▸ **Dataset excerpts**
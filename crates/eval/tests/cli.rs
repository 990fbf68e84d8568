//! Runs the compiled `objective-eval` binary the way an optimizer loop does:
//! write `input.txt`, run in that directory, read `data/output.dat`.

use std::{
    fs,
    path::Path,
    process::{Command, Output},
};

use approx::assert_relative_eq;
use tempfile::{TempDir, tempdir};

fn workdir(input: Option<&str>) -> TempDir {
    let dir = tempdir().unwrap();
    if let Some(text) = input {
        fs::write(dir.path().join("input.txt"), text).unwrap();
    }
    dir
}

fn evaluate_in(dir: &Path, args: &[&str]) -> Output {
    Command::new(env!("CARGO_BIN_EXE_objective-eval"))
        .args(args)
        .current_dir(dir)
        .env("RUST_LOG", "off")
        .output()
        .expect("binary should start")
}

fn read_value(dir: &Path) -> f64 {
    let text = fs::read_to_string(dir.join("data").join("output.dat")).unwrap();
    let first = text.lines().next().expect("output should have a line");
    first.trim().parse().expect("output should be a float")
}

#[test]
fn bowl_writes_value_and_reports_it() {
    let dir = workdir(Some("x_coord=0.500000\ny_coord=1.000000\n"));

    let out = evaluate_in(dir.path(), &["--surface", "bowl"]);

    assert!(out.status.success(), "stderr: {}", String::from_utf8_lossy(&out.stderr));
    assert!(dir.path().join("data").is_dir());
    assert_eq!(
        fs::read_to_string(dir.path().join("data/output.dat")).unwrap(),
        "-0.25\n"
    );

    let stdout = String::from_utf8(out.stdout).unwrap();
    let mut lines = stdout.lines();
    assert_eq!(lines.next(), Some("val = -0.25"));
    assert!(lines.next().unwrap().starts_with("Value written to "));
}

#[test]
fn default_surface_is_multimodal_periodic() {
    let dir = workdir(Some("x_coord=1.000000\ny_coord=0.000000\n"));

    let out = evaluate_in(dir.path(), &[]);

    assert!(out.status.success());
    assert_relative_eq!(read_value(dir.path()), 1.0, epsilon = 1e-12);
}

#[test]
fn extra_keys_do_not_change_the_result() {
    let plain = workdir(Some("x_coord = -0.3\ny_coord = 2.2\n"));
    let noisy = workdir(Some(
        "# shared input file\ntheta = 0.4\nx_coord = -0.3\n\npostfraction = 0.9\ny_coord = 2.2\n",
    ));

    for dir in [&plain, &noisy] {
        let out = evaluate_in(dir.path(), &["--surface", "wavy_offset"]);
        assert!(out.status.success());
    }

    assert_eq!(
        read_value(plain.path()).to_bits(),
        read_value(noisy.path()).to_bits()
    );
}

#[test]
fn malformed_value_exits_nonzero_without_output() {
    let dir = workdir(Some("x_coord = abc\ny_coord = 1.0\n"));

    let out = evaluate_in(dir.path(), &["--surface", "bowl"]);

    assert!(!out.status.success());
    let stderr = String::from_utf8(out.stderr).unwrap();
    assert!(stderr.contains("x_coord"), "stderr: {stderr}");
    assert!(stderr.contains("abc"), "stderr: {stderr}");
    assert!(!dir.path().join("data/output.dat").exists());
}

#[test]
fn missing_input_exits_nonzero() {
    let dir = workdir(None);

    let out = evaluate_in(dir.path(), &[]);

    assert_eq!(out.status.code(), Some(1));
    assert!(String::from_utf8_lossy(&out.stderr).contains("input.txt"));
    assert!(!dir.path().join("data").exists());
}

#[test]
fn missing_coordinate_exits_nonzero() {
    let dir = workdir(Some("x_coord = 0.5\n"));

    let out = evaluate_in(dir.path(), &[]);

    assert_eq!(out.status.code(), Some(1));
    assert!(String::from_utf8_lossy(&out.stderr).contains("y_coord"));
    assert!(!dir.path().join("data/output.dat").exists());
}

#[test]
fn unwritable_output_dir_exits_nonzero() {
    let dir = workdir(Some("x_coord = 0\ny_coord = 0\n"));
    fs::write(dir.path().join("data"), "not a directory").unwrap();

    let out = evaluate_in(dir.path(), &[]);

    assert_eq!(out.status.code(), Some(1));
    assert!(String::from_utf8_lossy(&out.stderr).contains("output directory"));
}

#[test]
fn custom_paths_are_honored() {
    let dir = workdir(None);
    fs::write(dir.path().join("proposal.txt"), "x_coord 2\ny_coord 0\n").unwrap();

    let out = evaluate_in(
        dir.path(),
        &[
            "--input",
            "proposal.txt",
            "--output-dir",
            "results",
            "--output-file",
            "value.txt",
            "--surface",
            "bowl",
        ],
    );

    assert!(out.status.success());
    assert_eq!(
        fs::read_to_string(dir.path().join("results/value.txt")).unwrap(),
        "-3\n"
    );
}

#[test]
fn list_surfaces_prints_every_name() {
    let dir = workdir(None);

    let out = evaluate_in(dir.path(), &["--list-surfaces"]);

    assert!(out.status.success());
    let stdout = String::from_utf8(out.stdout).unwrap();
    for name in ["multimodal_periodic", "wavy_offset", "bowl"] {
        assert!(stdout.contains(name), "missing {name} in {stdout}");
    }

    let bowl = stdout
        .lines()
        .find(|line| line.starts_with("bowl"))
        .expect("bowl should be listed");
    assert!(bowl.contains("unimodal"), "{bowl}");
}

#[test]
fn unknown_surface_is_rejected() {
    let dir = workdir(Some("x_coord = 0\ny_coord = 0\n"));

    let out = evaluate_in(dir.path(), &["--surface", "sphere"]);

    assert!(!out.status.success());
    assert!(!dir.path().join("data").exists());
}
/// A callable model that maps a typed input to a typed output.
///
/// Models must be deterministic, always producing the same result for a given
/// input. An external optimizer comparing runs relies on that property.
pub trait Model {
    type Input;
    type Output;
    type Error: std::error::Error + Send + Sync + 'static;

    /// Calls the model with the given input.
    ///
    /// # Errors
    ///
    /// Each model defines its own `Error` type to represent domain-specific failures.
    fn call(&self, input: &Self::Input) -> Result<Self::Output, Self::Error>;

    /// Calls the model and captures the input alongside the output.
    ///
    /// # Errors
    ///
    /// Returns the model's error if the call fails.
    fn snapshot(
        &self,
        input: Self::Input,
    ) -> Result<Snapshot<Self::Input, Self::Output>, Self::Error> {
        let output = self.call(&input)?;
        Ok(Snapshot::new(input, output))
    }
}

/// A captured input/output pair from a model call.
#[derive(Debug, Clone, Copy, PartialEq)]
pub struct Snapshot<I, O> {
    pub input: I,
    pub output: O,
}

impl<I, O> Snapshot<I, O> {
    /// Creates a new snapshot from input and output values.
    pub fn new(input: I, output: O) -> Self {
        Self { input, output }
    }
}

#[cfg(test)]
mod tests {
    use super::*;

    use std::convert::Infallible;

    struct Doubler;

    impl Model for Doubler {
        type Input = f64;
        type Output = f64;
        type Error = Infallible;

        fn call(&self, input: &f64) -> Result<f64, Self::Error> {
            Ok(2.0 * input)
        }
    }

    #[test]
    fn snapshot_captures_input_and_output() {
        let snapshot = Doubler.snapshot(1.5).unwrap();

        assert_eq!(snapshot, Snapshot::new(1.5, 3.0));
    }

    #[test]
    fn repeated_calls_are_identical() {
        let first = Doubler.call(&-0.25).unwrap();
        let second = Doubler.call(&-0.25).unwrap();

        assert_eq!(first.to_bits(), second.to_bits());
    }
}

▸ **Task**
Transcribe all of the data, keeping every line identical.

▸ **Reply**
filename crates/eval/tests/cli.rs
repository 990fbf68e84d8568
//! Runs the compiled `objective-eval` binary the way an optimizer loop does:
//! write `input.txt`, run in that directory, read `data/output.dat`.

use std::{
    fs,
    path::Path,
    process::{Command, Output},
};

use approx::assert_relative_eq;
use tempfile::{TempDir, tempdir};

fn workdir(input: Option<&str>) -> TempDir {
    let dir = tempdir().unwrap();
    if let Some(text) = input {
        fs::write(dir.path().join("input.txt"), text).unwrap();
    }
    dir
}

fn evaluate_in(dir: &Path, args: &[&str]) -> Output {
    Command::new(env!("CARGO_BIN_EXE_objective-eval"))
        .args(args)
        .current_dir(dir)
        .env("RUST_LOG", "off")
        .output()
        .expect("binary should start")
}

fn read_value(dir: &Path) -> f64 {
    let text = fs::read_to_string(dir.join("data").join("output.dat")).unwrap();
    let first = text.lines().next().expect("output should have a line");
    first.trim().parse().expect("output should be a float")
}

#[test]
fn bowl_writes_value_and_reports_it() {
    let dir = workdir(Some("x_coord=0.500000\ny_coord=1.000000\n"));

    let out = evaluate_in(dir.path(), &["--surface", "bowl"]);

    assert!(out.status.success(), "stderr: {}", String::from_utf8_lossy(&out.stderr));
    assert!(dir.path().join("data").is_dir());
    assert_eq!(
        fs::read_to_string(dir.path().join("data/output.dat")).unwrap(),
        "-0.25\n"
    );

    let stdout = String::from_utf8(out.stdout).unwrap();
    let mut lines = stdout.lines();
    assert_eq!(lines.next(), Some("val = -0.25"));
    assert!(lines.next().unwrap().starts_with("Value written to "));
}

#[test]
fn default_surface_is_multimodal_periodic() {
    let dir = workdir(Some("x_coord=1.000000\ny_coord=0.000000\n"));

    let out = evaluate_in(dir.path(), &[]);

    assert!(out.status.success());
    assert_relative_eq!(read_value(dir.path()), 1.0, epsilon = 1e-12);
}

#[test]
fn extra_keys_do_not_change_the_result() {
    let plain = workdir(Some("x_coord = -0.3\ny_coord = 2.2\n"));
    let noisy = workdir(Some(
        "# shared input file\ntheta = 0.4\nx_coord = -0.3\n\npostfraction = 0.9\ny_coord = 2.2\n",
    ));

    for dir in [&plain, &noisy] {
        let out = evaluate_in(dir.path(), &["--surface", "wavy_offset"]);
        assert!(out.status.success());
    }

    assert_eq!(
        read_value(plain.path()).to_bits(),
        read_value(noisy.path()).to_bits()
    );
}

#[test]
fn malformed_value_exits_nonzero_without_output() {
    let dir = workdir(Some("x_coord = abc\ny_coord = 1.0\n"));

    let out = evaluate_in(dir.path(), &["--surface", "bowl"]);

    assert!(!out.status.success());
    let stderr = String::from_utf8(out.stderr).unwrap();
    assert!(stderr.contains("x_coord"), "stderr: {stderr}");
    assert!(stderr.contains("abc"), "stderr: {stderr}");
    assert!(!dir.path().join("data/output.dat").exists());
}

#[test]
fn missing_input_exits_nonzero() {
    let dir = workdir(None);

    let out = evaluate_in(dir.path(), &[]);

    assert_eq!(out.status.code(), Some(1));
    assert!(String::from_utf8_lossy(&out.stderr).contains("input.txt"));
    assert!(!dir.path().join("data").exists());
}

#[test]
fn missing_coordinate_exits_nonzero() {
    let dir = workdir(Some("x_coord = 0.5\n"));

    let out = evaluate_in(dir.path(), &[]);

    assert_eq!(out.status.code(), Some(1));
    assert!(String::from_utf8_lossy(&out.stderr).contains("y_coord"));
    assert!(!dir.path().join("data/output.dat").exists());
}

#[test]
fn unwritable_output_dir_exits_nonzero() {
    let dir = workdir(Some("x_coord = 0\ny_coord = 0\n"));
    fs::write(dir.path().join("data"), "not a directory").unwrap();

    let out = evaluate_in(dir.path(), &[]);

    assert_eq!(out.status.code(), Some(1));
    assert!(String::from_utf8_lossy(&out.stderr).contains("output directory"));
}

#[test]
fn custom_paths_are_honored() {
    let dir = workdir(None);
    fs::write(dir.path().join("proposal.txt"), "x_coord 2\ny_coord 0\n").unwrap();

    let out = evaluate_in(
        dir.path(),
        &[
            "--input",
            "proposal.txt",
            "--output-dir",
            "results",
            "--output-file",
            "value.txt",
            "--surface",
            "bowl",
        ],
    );

    assert!(out.status.success());
    assert_eq!(
        fs::read_to_string(dir.path().join("results/value.txt")).unwrap(),
        "-3\n"
    );
}

#[test]
fn list_surfaces_prints_every_name() {
    let dir = workdir(None);

    let out = evaluate_in(dir.path(), &["--list-surfaces"]);

    assert!(out.status.success());
    let stdout = String::from_utf8(out.stdout).unwrap();
    for name in ["multimodal_periodic", "wavy_offset", "bowl"] {
        assert!(stdout.contains(name), "missing {name} in {stdout}");
    }

    let bowl = stdout
        .lines()
        .find(|line| line.starts_with("bowl"))
        .expect("bowl should be listed");
    assert!(bowl.contains("unimodal"), "{bowl}");
}

#[test]
fn unknown_surface_is_rejected() {
    let dir = workdir(Some("x_coord = 0\ny_coord = 0\n"));

    let out = evaluate_in(dir.path(), &["--surface", "sphere"]);

    assert!(!out.status.success());
    assert!(!dir.path().join("data").exists());
}
/// A callable model that maps a typed input to a typed output.
///
/// Models must be deterministic, always producing the same result for a given
/// input. An external optimizer comparing runs relies on that property.
pub trait Model {
    type Input;
    type Output;
    type Error: std::error::Error + Send + Sync + 'static;

    /// Calls the model with the given input.
    ///
    /// # Errors
    ///
    /// Each model defines its own `Error` type to represent domain-specific failures.
    fn call(&self, input: &Self::Input) -> Result<Self::Output, Self::Error>;

    /// Calls the model and captures the input alongside the output.
    ///
    /// # Errors
    ///
    /// Returns the model's error if the call fails.
    fn snapshot(
        &self,
        input: Self::Input,
    ) -> Result<Snapshot<Self::Input, Self::Output>, Self::Error> {
        let output = self.call(&input)?;
        Ok(Snapshot::new(input, output))
    }
}

/// A captured input/output pair from a model call.
#[derive(Debug, Clone, Copy, PartialEq)]
pub struct Snapshot<I, O> {
    pub input: I,
    pub output: O,
}

impl<I, O> Snapshot<I, O> {
    /// Creates a new snapshot from input and output values.
    pub fn new(input: I, output: O) -> Self {
        Self { input, output }
    }
}

#[cfg(test)]
mod tests {
    use super::*;

    use std::convert::Infallible;

    struct Doubler;

    impl Model for Doubler {
        type Input = f64;
        type Output = f64;
        type Error = Infallible;

        fn call(&self, input: &f64) -> Result<f64, Self::Error> {
            Ok(2.0 * input)
        }
    }

    #[test]
    fn snapshot_captures_input_and_output() {
        let snapshot = Doubler.snapshot(1.5).unwrap();

        assert_eq!(snapshot, Snapshot::new(1.5, 3.0));
    }

    #[test]
    fn repeated_calls_are_identical() {
        let first = Doubler.call(&-0.25).unwrap();
        let second = Doubler.call(&-0.25).unwrap();

        assert_eq!(first.to_bits(), second.to_bits());
    }
}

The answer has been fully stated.